Right to Alter, Amend or Repeal Bylaws
Our Bylaws provide that they may be altered, amended or repealed at any meeting of the Board of Directors at which a quorum is present, by the affirmative vote of a majority of the Directors present at such meeting.
Indemnification of Officers and Directors and Insurance
Our Bylaws provide for limitation of liability of our directors and for indemnification of our directors and officers to the fullest extent permitted under Nevada law. Our directors and officers may be liable for a breach or failure to perform their duties in accordance with Nevada law only if their breach or failure to perform constitutes gross negligence, willful misconduct or intentional harm on our Company or our stockholders. Our directors may not be personally liable for monetary damages for action taken or failure to take action as a director except in specific instances established by Nevada law.
In accordance with Nevada law, we may generally indemnify a director or officer against liability incurred in a proceeding if he or she acted in good faith, and believed that his or her conduct was in our best interest and that he or she had no reason to believe his or her conduct was unlawful. We may not indemnify a director or officer if the person was adjudged liable to us or in the event it is adjudicated that the director or officer received an improper personal benefit.
Insofar as indemnification for liabilities arising under the Securities Act may be permitted to our directors, officers and controlling persons pursuant to the foregoing provisions, or otherwise, we have been advised that in the opinion of the U.S. Securities and Exchange Commission, such indemnification is against public policy as expressed in the Securities Act and is, therefore, unenforceable.
Nevada Anti-Takeover Statutes
The NRS contains provisions restricting the ability of a Nevada corporation to engage in business combinations with an interested stockholder. Under the NRS, except under certain circumstances, business combinations with interested stockholders are not permitted for a period of two years following the date such stockholder becomes an interested stockholder. The NRS defines an interested stockholder, generally, as a person who is the beneficial owner, directly or indirectly, of 10% of the outstanding shares of a Nevada corporation. In addition, the NRS generally disallows the exercise of voting rights with respect to “control shares” of an “issuing corporation” held by an “acquiring person,” unless such voting rights are conferred by a majority vote of the disinterested stockholders. “Control shares” are those outstanding voting shares of an issuing corporation which an acquiring person and those persons acting in association with an acquiring person (i) acquire or offer to acquire in an acquisition of a controlling interest and (ii) acquire within 90 days immediately preceding the date when the acquiring person became an acquiring person.
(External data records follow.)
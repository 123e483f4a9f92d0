//! Rust library to keep email clients in sync with their mail
//! stores.
//!
//! The main purpose of this library is to give clients a single,
//! incremental view of everything that changed in a mailbox
//! (messages, conversations, contacts, labels and addresses), no
//! matter whether the change came from the client itself or from a
//! remote IMAP server pushing notices.
//!
//! This goal is achieved by exposing a [`Backend`](crate::backend::Backend)
//! struct which is just a set of observed storage capabilities
//! plugged on top of an [`EventStore`](crate::event::store::EventStore).
//! Every successful mutation appends an
//! [`Event`](crate::event::Event) to the user's log, and clients
//! catch up by asking for every event after the last one they saw.
//!
//! See examples in the /mailsync-tests folder.
//!
//! ## Building blocks
//!
//! - [`event`]: the per-user event log, the delta merge and the
//!   listener coordinator.
//! - [`storage`]: the per-kind storage contracts and the in-memory
//!   store.
//! - [`observer`]: the storage decorators emitting events after
//!   successful mutations.
//! - [`imap`]: the IMAP push bridge, translating IDLE notices into
//!   events.
//! - [`backend`]: the facade gluing everything together.

pub mod backend;
pub mod config;
pub mod entity;
mod error;
pub mod event;
pub mod imap;
pub mod observer;
pub mod storage;
pub mod user;

#[doc(inline)]
pub use self::error::{AnyBoxedError, AnyError, AnyResult, Error, Result};
//! # Sync configuration
//!
//! Module dedicated to the event log configuration. Every option is
//! optional and expressed in seconds, the `find_*` getters resolve
//! them to their default value.

use std::time::Duration;

/// Default time a client blocks while waiting for the next event.
pub const DEFAULT_SYNC_TIMEOUT: u64 = 5 * 60;

/// Default minimum age of a log entry before it can be trimmed.
pub const DEFAULT_EVENT_RETENTION: u64 = 10 * 60;

/// Default interval between two garbage collections of a log.
pub const DEFAULT_GC_INTERVAL: u64 = 60;

/// The sync configuration.
#[derive(Clone, Debug, Default, Eq, PartialEq)]
#[cfg_attr(
    feature = "derive",
    derive(serde::Serialize, serde::Deserialize),
    serde(rename_all = "kebab-case")
)]
pub struct SyncConfig {
    /// The maximum time, in seconds, a client waits for a new event
    /// once it caught up with the log.
    ///
    /// Defaults to 5 minutes.
    pub sync_timeout: Option<u64>,

    /// The minimum age, in seconds, of a log entry before garbage
    /// collection can trim it.
    ///
    /// Clients polling less often than this retention will receive
    /// a not found error and need to resync from the last event.
    /// Defaults to 10 minutes.
    pub event_retention: Option<u64>,

    /// The minimum interval, in seconds, between two garbage
    /// collections of the same log.
    ///
    /// Defaults to 1 minute.
    pub gc_interval: Option<u64>,
}

impl SyncConfig {
    /// Find the sync timeout, or fall back to the default one.
    pub fn find_sync_timeout(&self) -> Duration {
        Duration::from_secs(self.sync_timeout.unwrap_or(DEFAULT_SYNC_TIMEOUT))
    }

    /// Find the event retention, or fall back to the default one.
    pub fn find_event_retention(&self) -> Duration {
        Duration::from_secs(self.event_retention.unwrap_or(DEFAULT_EVENT_RETENTION))
    }

    /// Find the garbage collection interval, or fall back to the
    /// default one.
    pub fn find_gc_interval(&self) -> Duration {
        Duration::from_secs(self.gc_interval.unwrap_or(DEFAULT_GC_INTERVAL))
    }
}

#[cfg(test)]
mod tests {
    use std::time::Duration;

    use super::SyncConfig;

    #[test]
    fn find_defaults() {
        let config = SyncConfig::default();

        assert_eq!(config.find_sync_timeout(), Duration::from_secs(300));
        assert_eq!(config.find_event_retention(), Duration::from_secs(600));
        assert_eq!(config.find_gc_interval(), Duration::from_secs(60));
    }

    #[test]
    fn find_overrides() {
        let config = SyncConfig {
            sync_timeout: Some(30),
            event_retention: Some(0),
            gc_interval: Some(5),
        };

        assert_eq!(config.find_sync_timeout(), Duration::from_secs(30));
        assert_eq!(config.find_event_retention(), Duration::ZERO);
        assert_eq!(config.find_gc_interval(), Duration::from_secs(5));
    }
}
An “issuing corporation” is a corporation organized in Nevada which has two hundred or more stockholders, at least one hundred of whom are stockholders of record and residents of Nevada, and which does business in Nevada directly or through an affiliated corporation. The NRS also permits directors to resist a change or potential change in control of the corporation if the directors determine that the change or potential change is opposed to or not in the best interest of the corporation.